The vulnerability, tracked as CVE-2024-8260, exists because of improper input validation, allowing users to pass an arbitrary SMB share instead of a Rego file as an argument to OPA CLI or one of the OPA Go library’s functions. Successful exploitation can lead to unauthorised access by leaking the Net-NTLMv2 hash – or in lay terms, the credentials – of the user currently logged into the Windows device running the OPA application. Post-exploitation, the attacker could relay authentication to other systems that support NTLMv2 or perform offline cracking to extract the password.
Why It Matters
Open-source software offers organizations of all sizes the ability to accelerate innovation and software development at little to no cost. However, relying on open-source software to build enterprise-scale applications does carry risk. Two prime examples of this issue are the Log4Shell vulnerability disclosed in December 2021 and the XZ Utils backdoor disclosed earlier this year.
Key Takeaway
“As open-source projects become integrated into widespread solutions, it is crucial to ensure they are secure and do not expose vendors and their customers to an increased attack surface,” said Ari Eitan, director of Tenable Cloud Security Research, “This vulnerability discovery underscores the need for collaboration between security and engineering teams to mitigate such risks.”
With an inventory of installed software and a robust patch management process, organizations can ensure that vulnerable software on critical systems is updated as soon as a patch becomes available. Proactively managing exposure using a unified asset inventory allows teams to gain a holistic view of their environment and risks, enabling them to prioritise remediation efforts effectively.
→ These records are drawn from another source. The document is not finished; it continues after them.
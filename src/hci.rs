//! Decoder for `hcidump --raw` event lines.
//!
//! A dump line is a sequence of two-character hex tokens separated by spaces,
//! prefixed with `"> "` when the packet is an event received from the
//! controller. Decoding is positional:
//!
//! ```text
//! > 04 3E 2B 02 01 00 01 BF D7 AD 8A 1E FE 1F 02 01 06 1B FF 99 04 ... B1
//!   |  |  |  |  |  |  |  `- MAC, 6 bytes, least significant first
//!   |  |  |  |  |  |  `- peer address type
//!   |  |  |  |  |  `- event type
//!   |  |  |  |  `- number of reports
//!   |  |  |  `- LE meta sub-event (advertising report)
//!   |  |  `- parameter length
//!   |  `- event code (LE meta event)
//!   `- packet type (HCI event)
//! ```
//!
//! After the MAC come the length-prefixed reports, each holding length-prefixed
//! AD structures. The final token of the line is the RSSI as a signed byte.

use crate::mac_address::MacAddress;
use thiserror::Error;

/// Prefix marking a line as an HCI event received from the controller.
pub const EVENT_MARKER: &str = "> ";

// HCI packet types
const HCI_EVENT_PKT: u8 = 0x04;

// HCI events
const EVT_LE_META_EVENT: u8 = 0x3E;

// LE Meta event sub-events
const EVT_LE_ADVERTISING_REPORT: u8 = 0x02;

const HEADER_LEN: usize = 7;
const MAC_LEN: usize = 6;

/// Header, address and trailing RSSI byte.
pub const MIN_FRAME_LEN: usize = HEADER_LEN + MAC_LEN + 1;

/// Reasons a line does not decode into a [`Frame`].
///
/// None of these are failures of the collector: scanners emit plenty of lines
/// that are not advertising reports.
#[derive(Error, Debug, Clone, PartialEq)]
pub enum FrameError {
    #[error("not an HCI event line")]
    NotAnEvent,
    #[error("frame too short: {0} bytes")]
    TooShort(usize),
    #[error("invalid hex token '{0}'")]
    InvalidToken(String),
    #[error("not an LE advertising report (packet type {packet_type:#04x}, event {event_code:#04x}, sub-event {sub_event:#04x})")]
    NotAdvertisingReport {
        packet_type: u8,
        event_code: u8,
        sub_event: u8,
    },
    #[error("structure at byte {offset} declares {declared} bytes but only {available} remain")]
    Truncated {
        offset: usize,
        declared: usize,
        available: usize,
    },
}

/// One AD structure: `length`, `ad_type`, then `length - 1` bytes of data.
#[derive(Debug, Clone, PartialEq, Eq)]
pub struct AdvertisementData {
    pub length: u8,
    pub ad_type: u8,
    pub data: Vec<u8>,
}

/// One LE advertising report inside a frame.
#[derive(Debug, Clone, PartialEq, Eq)]
pub struct Report {
    pub length: u8,
    pub advertisements: Vec<AdvertisementData>,
}

/// A fully decoded HCI event line.
#[derive(Debug, Clone, PartialEq, Eq)]
pub struct Frame {
    pub packet_type: u8,
    pub event_code: u8,
    pub packet_length: u8,
    pub sub_event: u8,
    pub number_of_reports: u8,
    pub event_type: u8,
    pub peer_address_type: u8,
    pub mac: MacAddress,
    pub rssi: i8,
    pub reports: Vec<Report>,
}

impl Frame {
    /// First AD structure of the given type in the first report.
    pub fn find_advertisement(&self, ad_type: u8) -> Option<&AdvertisementData> {
        self.reports
            .first()?
            .advertisements
            .iter()
            .find(|ad| ad.ad_type == ad_type)
    }
}

/// Forward-only reader over the frame bytes that never reads past the end.
struct Cursor<'a> {
    bytes: &'a [u8],
    offset: usize,
}

impl<'a> Cursor<'a> {
    fn new(bytes: &'a [u8]) -> Self {
        Self { bytes, offset: 0 }
    }

    fn remaining(&self) -> usize {
        self.bytes.len() - self.offset
    }

    fn is_empty(&self) -> bool {
        self.remaining() == 0
    }

    fn take(&mut self, n: usize) -> Result<&'a [u8], FrameError> {
        if n > self.remaining() {
            return Err(FrameError::Truncated {
                offset: self.offset,
                declared: n,
                available: self.remaining(),
            });
        }
        let slice = &self.bytes[self.offset..self.offset + n];
        self.offset += n;
        Ok(slice)
    }

    fn byte(&mut self) -> Result<u8, FrameError> {
        Ok(self.take(1)?[0])
    }
}

fn parse_tokens(body: &str) -> Result<Vec<u8>, FrameError> {
    body.split_whitespace()
        .map(|token| {
            if token.len() != 2 {
                return Err(FrameError::InvalidToken(token.to_string()));
            }
            u8::from_str_radix(token, 16).map_err(|_| FrameError::InvalidToken(token.to_string()))
        })
        .collect()
}

fn parse_advertisements(body: &[u8]) -> Result<Vec<AdvertisementData>, FrameError> {
    let mut cursor = Cursor::new(body);
    let mut advertisements = Vec::new();

    while !cursor.is_empty() {
        let length = cursor.byte()?;
        // A zero length marks the start of padding; the rest carries nothing.
        if length == 0 {
            break;
        }
        let structure = cursor.take(usize::from(length))?;
        advertisements.push(AdvertisementData {
            length,
            ad_type: structure[0],
            data: structure[1..].to_vec(),
        });
    }

    Ok(advertisements)
}

/// Decode one dump line into a [`Frame`].
///
/// Returns an error for anything that is not a complete LE advertising report
/// event; the error describes why the line was skipped.
pub fn parse_line(line: &str) -> Result<Frame, FrameError> {
    let body = line.strip_prefix(EVENT_MARKER).ok_or(FrameError::NotAnEvent)?;
    let bytes = parse_tokens(body)?;

    if bytes.len() < MIN_FRAME_LEN {
        return Err(FrameError::TooShort(bytes.len()));
    }

    let (payload, rssi) = bytes.split_at(bytes.len() - 1);
    let rssi = rssi[0] as i8;

    let mut cursor = Cursor::new(payload);
    let header = cursor.take(HEADER_LEN)?;
    let (packet_type, event_code, sub_event) = (header[0], header[1], header[3]);
    if packet_type != HCI_EVENT_PKT
        || event_code != EVT_LE_META_EVENT
        || sub_event != EVT_LE_ADVERTISING_REPORT
    {
        return Err(FrameError::NotAdvertisingReport {
            packet_type,
            event_code,
            sub_event,
        });
    }

    let mut address = [0u8; MAC_LEN];
    address.copy_from_slice(cursor.take(MAC_LEN)?);

    let number_of_reports = header[4];
    let mut reports = Vec::with_capacity(usize::from(number_of_reports));
    for _ in 0..number_of_reports {
        let length = cursor.byte()?;
        let body = cursor.take(usize::from(length))?;
        reports.push(Report {
            length,
            advertisements: parse_advertisements(body)?,
        });
    }

    Ok(Frame {
        packet_type,
        event_code,
        packet_length: header[2],
        sub_event,
        number_of_reports,
        event_type: header[5],
        peer_address_type: header[6],
        mac: MacAddress::from_le_bytes(address),
        rssi,
        reports,
    })
}

/// Joins `hcidump --raw` output, which wraps long packets over several lines,
/// back into one line per event.
///
/// Continuation lines are indented. An event is complete once the number of
/// bytes after the parameter-length byte matches that length.
#[derive(Debug, Default)]
pub struct FrameAssembler {
    pending: Option<String>,
}

impl FrameAssembler {
    pub fn new() -> Self {
        Self::default()
    }

    /// Feed one raw line. Returns a line ready for [`parse_line`] when one is
    /// complete. Lines that are neither events nor continuations are passed
    /// through untouched so callers can inspect them.
    pub fn push(&mut self, line: &str) -> Option<String> {
        let line = line.trim_end();

        if line.starts_with(EVENT_MARKER) {
            if let Some(dropped) = self.pending.take() {
                log::trace!("Dropping incomplete event: {dropped}");
            }
            return self.complete_or_hold(line.to_string());
        }

        if line.starts_with(char::is_whitespace) {
            if let Some(mut pending) = self.pending.take() {
                pending.push(' ');
                pending.push_str(line.trim_start());
                return self.complete_or_hold(pending);
            }
            return None;
        }

        if let Some(dropped) = self.pending.take() {
            log::trace!("Dropping incomplete event: {dropped}");
        }
        Some(line.to_string())
    }

    /// Take whatever is buffered, complete or not.
    pub fn flush(&mut self) -> Option<String> {
        self.pending.take()
    }

    fn complete_or_hold(&mut self, line: String) -> Option<String> {
        if Self::is_complete(&line) {
            Some(line)
        } else {
            self.pending = Some(line);
            None
        }
    }

    fn is_complete(line: &str) -> bool {
        let mut tokens = line[EVENT_MARKER.len()..].split_whitespace();
        let declared = match tokens.nth(2).map(|t| u8::from_str_radix(t, 16)) {
            Some(Ok(len)) => usize::from(len),
            // Unparseable header: let the decoder reject it.
            Some(Err(_)) => return true,
            None => return false,
        };
        tokens.count() >= declared
    }
}
//! MAC address aliasing for RuuviTag devices.
//!
//! This module maps MAC addresses to human-readable names, making it easier to
//! identify individual RuuviTag sensors in stored readings.

use crate::mac_address::MacAddress;
use std::collections::HashMap;

/// A type alias for MAC-to-name mappings.
pub type AliasMap = HashMap<MacAddress, String>;

/// Resolves the friendly name configured for a device.
pub trait NameLookup: Send + Sync {
    fn name_for(&self, mac: &MacAddress) -> Option<String>;
}

impl NameLookup for AliasMap {
    fn name_for(&self, mac: &MacAddress) -> Option<String> {
        self.get(mac).cloned()
    }
}

/// A parsed alias mapping a MAC address to a human-readable name.
#[derive(Debug, Clone)]
pub struct Alias {
    pub address: MacAddress,
    pub name: String,
}

/// Parse an alias from a string in the format "MAC=NAME".
///
/// The MAC may be written with or without colons. Blank names are rejected.
///
/// # Example
/// ```
/// use ruuvitag_collector::alias::parse_alias;
///
/// let alias = parse_alias("AA:BB:CC:DD:EE:FF=Kitchen").unwrap();
/// assert_eq!(alias.address.to_string(), "AABBCCDDEEFF");
/// assert_eq!(alias.name, "Kitchen");
/// ```
pub fn parse_alias(src: &str) -> Result<Alias, String> {
    let (address, name) = src
        .split_once('=')
        .ok_or_else(|| "invalid alias: expected format MAC=NAME".to_string())?;
    let name = name.trim();
    if name.is_empty() {
        return Err("invalid alias: name is empty".into());
    }
    let address = address
        .parse::<MacAddress>()
        .map_err(|e| format!("invalid alias: {e}"))?;
    Ok(Alias {
        address,
        name: name.to_string(),
    })
}

/// Convert a slice of Alias values into an AliasMap. Later entries win.
pub fn to_map(aliases: &[Alias]) -> AliasMap {
    aliases
        .iter()
        .map(|a| (a.address, a.name.clone()))
        .collect()
}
Additionally, organisations must minimise the public exposure of services unless absolutely necessary to protect their systems.
Styra fixed the issue in the latest release of OPA (v0.68.0). All older instances of OPA v0.68.0 running on Windows are vulnerable and should be patched to prevent exploitation. Organisations that deploy the OPA CLI or the OPA Go package on Windows should update to the latest version.